Россия переживает второй период острой европеизации (считая первым эпоху Петра). Самый факт этой европеизации, ее характер и интенсивность, разумеется, в высокой степени национальны. Но очевидно — не в европеизации смысл нашего исторического существования и не европейский идеал преподносится нам как наше будущее. Если бы было так, мы были бы народом неисторическим, годным лишь на удобрение европейской нивы (приблизительно подобного мнения держится известный писатель и коллекционер Д. М. Пешков), и ни о какой русской идее не стоило бы и говорить.

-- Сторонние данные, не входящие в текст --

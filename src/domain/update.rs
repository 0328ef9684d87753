//! The city update entity and its creation rules.

use std::fmt;
use std::str::FromStr;

use serde::{Deserialize, Deserializer, Serialize};
use utoipa::ToSchema;

use super::{Coordinates, UpdateId};
use crate::error::PulseError;

/// Milliseconds since the Unix epoch.
pub type EpochMillis = i64;

/// Milliseconds in one hour.
pub const MILLIS_PER_HOUR: i64 = 3_600_000;

/// Lifetime applied when the poster does not choose one.
pub const DEFAULT_LIFETIME_HOURS: f64 = 2.0;

/// Maximum description length in characters.
pub const MAX_DESCRIPTION_CHARS: usize = 140;

/// Kind of city update. Drives the display label and color only.
///
/// Deserialization goes through [`FromStr`] and ignores case.
#[derive(Debug, Clone, Copy, PartialEq, Eq, Hash, Serialize, ToSchema)]
#[serde(rename_all = "SCREAMING_SNAKE_CASE")]
pub enum Category {
    /// Congestion, closures, road works.
    Traffic,
    /// Crowding at a place.
    Crowd,
    /// Hazards and broken infrastructure.
    Issue,
    /// Happenings worth attending.
    Event,
    /// Local news.
    Neighborhood,
}

impl Category {
    /// Every category, in display order.
    pub const ALL: [Self; 5] = [
        Self::Traffic,
        Self::Crowd,
        Self::Issue,
        Self::Event,
        Self::Neighborhood,
    ];

    /// Wire and storage name (e.g. `"TRAFFIC"`).
    #[must_use]
    pub const fn as_str(&self) -> &'static str {
        match self {
            Self::Traffic => "TRAFFIC",
            Self::Crowd => "CROWD",
            Self::Issue => "ISSUE",
            Self::Event => "EVENT",
            Self::Neighborhood => "NEIGHBORHOOD",
        }
    }

    /// Human-readable label.
    #[must_use]
    pub const fn label(&self) -> &'static str {
        match self {
            Self::Traffic => "Traffic",
            Self::Crowd => "Crowd",
            Self::Issue => "Issue/Hazard",
            Self::Event => "Event",
            Self::Neighborhood => "News",
        }
    }

    /// Marker color as a hex string.
    #[must_use]
    pub const fn color(&self) -> &'static str {
        match self {
            Self::Traffic => "#ef4444",
            Self::Crowd => "#f59e0b",
            Self::Issue => "#f97316",
            Self::Event => "#8b5cf6",
            Self::Neighborhood => "#10b981",
        }
    }
}

impl fmt::Display for Category {
    fn fmt(&self, f: &mut fmt::Formatter<'_>) -> fmt::Result {
        f.write_str(self.as_str())
    }
}

impl FromStr for Category {
    type Err = PulseError;

    fn from_str(s: &str) -> Result<Self, Self::Err> {
        Self::ALL
            .into_iter()
            .find(|c| c.as_str().eq_ignore_ascii_case(s))
            .ok_or_else(|| PulseError::InvalidRequest(format!("unknown category: {s}")))
    }
}

impl<'de> Deserialize<'de> for Category {
    fn deserialize<D: Deserializer<'de>>(deserializer: D) -> Result<Self, D::Error> {
        let raw = String::deserialize(deserializer)?;
        raw.parse().map_err(serde::de::Error::custom)
    }
}

/// A short-lived, geo-tagged city update.
///
/// Never mutated after creation. Whether it is active is derived from
/// `expires_at` at read time; see [`is_active`].
#[derive(Debug, Clone, PartialEq, Serialize, Deserialize, ToSchema)]
#[serde(rename_all = "camelCase")]
pub struct Update {
    /// Store-assigned identifier.
    pub id: UpdateId,
    /// Kind of update.
    pub category: Category,
    /// Free text, at most [`MAX_DESCRIPTION_CHARS`] characters.
    pub description: String,
    /// Where the update was reported.
    pub location: Coordinates,
    /// Creation time.
    pub timestamp: EpochMillis,
    /// Absolute expiry time; always greater than `timestamp`.
    pub expires_at: EpochMillis,
    /// Like counter.
    pub likes: u32,
    /// Posting user, absent for anonymous and demo data.
    #[serde(default, skip_serializing_if = "Option::is_none")]
    pub author_id: Option<String>,
}

impl Update {
    /// Shorthand for [`is_active`].
    #[must_use]
    pub fn is_active(&self, now: EpochMillis) -> bool {
        is_active(self, now)
    }

    /// Whole minutes since the update was posted, never negative.
    #[must_use]
    pub fn minutes_ago(&self, now: EpochMillis) -> i64 {
        (now.saturating_sub(self.timestamp) / 60_000).max(0)
    }
}

/// Returns `true` while `update` has not expired at `now`.
#[must_use]
pub fn is_active(update: &Update, now: EpochMillis) -> bool {
    update.expires_at > now
}

/// A validated update that has not been persisted yet.
///
/// Produced by [`NewUpdate::new`], consumed by the store which assigns the id.
#[derive(Debug, Clone, PartialEq)]
pub struct NewUpdate {
    /// Kind of update.
    pub category: Category,
    /// Trimmed description.
    pub description: String,
    /// Where the update was reported.
    pub location: Coordinates,
    /// Creation time.
    pub timestamp: EpochMillis,
    /// Absolute expiry time.
    pub expires_at: EpochMillis,
    /// Posting user.
    pub author_id: Option<String>,
}

impl NewUpdate {
    /// Validates the input and stamps creation and expiry times.
    ///
    /// `lifetime_hours` defaults to [`DEFAULT_LIFETIME_HOURS`].
    ///
    /// # Errors
    ///
    /// Returns [`PulseError::InvalidRequest`] if the description is blank or
    /// longer than [`MAX_DESCRIPTION_CHARS`], or if the lifetime is not a
    /// positive finite number of hours.
    pub fn new(
        category: Category,
        description: &str,
        location: Coordinates,
        author_id: Option<String>,
        lifetime_hours: Option<f64>,
        now: EpochMillis,
    ) -> Result<Self, PulseError> {
        let description = description.trim();
        if description.is_empty() {
            return Err(PulseError::InvalidRequest(
                "description must not be empty".to_string(),
            ));
        }
        let chars = description.chars().count();
        if chars > MAX_DESCRIPTION_CHARS {
            return Err(PulseError::InvalidRequest(format!(
                "description is {chars} characters; the limit is {MAX_DESCRIPTION_CHARS}"
            )));
        }

        let lifetime = lifetime_millis(lifetime_hours.unwrap_or(DEFAULT_LIFETIME_HOURS))?;
        let expires_at = now
            .checked_add(lifetime)
            .ok_or_else(|| PulseError::InvalidRequest("lifetime overflows".to_string()))?;

        Ok(Self {
            category,
            description: description.to_string(),
            location,
            timestamp: now,
            expires_at,
            author_id: author_id.filter(|a| !a.is_empty()),
        })
    }

    /// Completes the entity with the identifier assigned by the store.
    #[must_use]
    pub fn into_update(self, id: UpdateId) -> Update {
        Update {
            id,
            category: self.category,
            description: self.description,
            location: self.location,
            timestamp: self.timestamp,
            expires_at: self.expires_at,
            likes: 0,
            author_id: self.author_id,
        }
    }
}

/// Converts a lifetime in hours to whole milliseconds.
///
/// # Errors
///
/// Returns [`PulseError::InvalidRequest`] unless the lifetime is finite and
/// rounds to at least one millisecond.
pub fn lifetime_millis(hours: f64) -> Result<i64, PulseError> {
    #[allow(clippy::cast_precision_loss)]
    let max_hours = (i64::MAX / MILLIS_PER_HOUR) as f64;
    if !hours.is_finite() || hours > max_hours {
        return Err(PulseError::InvalidRequest(format!(
            "invalid lifetime: {hours} hours"
        )));
    }
    #[allow(clippy::cast_precision_loss)]
    let millis = (hours * MILLIS_PER_HOUR as f64).round();
    if millis < 1.0 {
        return Err(PulseError::InvalidRequest(
            "lifetime must be positive".to_string(),
        ));
    }
    #[allow(clippy::cast_possible_truncation)]
    Ok(millis as i64)
}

И не в “европейских” тенденциях русской мысли, общественности и государственности надо искать эту идею. (...)

Исторически данная государственность приемлется как факт несовершенный, но все же оправданный тем более, что совершенство (особенно если изображается оно абсолютным идеалом) на земле неосуществимо. Она оправдывается религиозно, и не случайно, что только религиозным началом создалась и держалась византийская государственность. Да и русское православие больше связано с идеей самодержавия, чем принято думать. Оттого-то катастрофа монархии стала катастрофой и для него. Достойно внимания, что до сих пор в России все живые политические общественные идеалы всегда становились и религиозными идеалами, хотя бы это и неясно сознавалось самими носителями. Крайности сходятся. Идеал папской монархии, построенной по образцу человеческой, находит себе соответствие в религиозном идеале власти василевса над христианским миром и церковью. (,..)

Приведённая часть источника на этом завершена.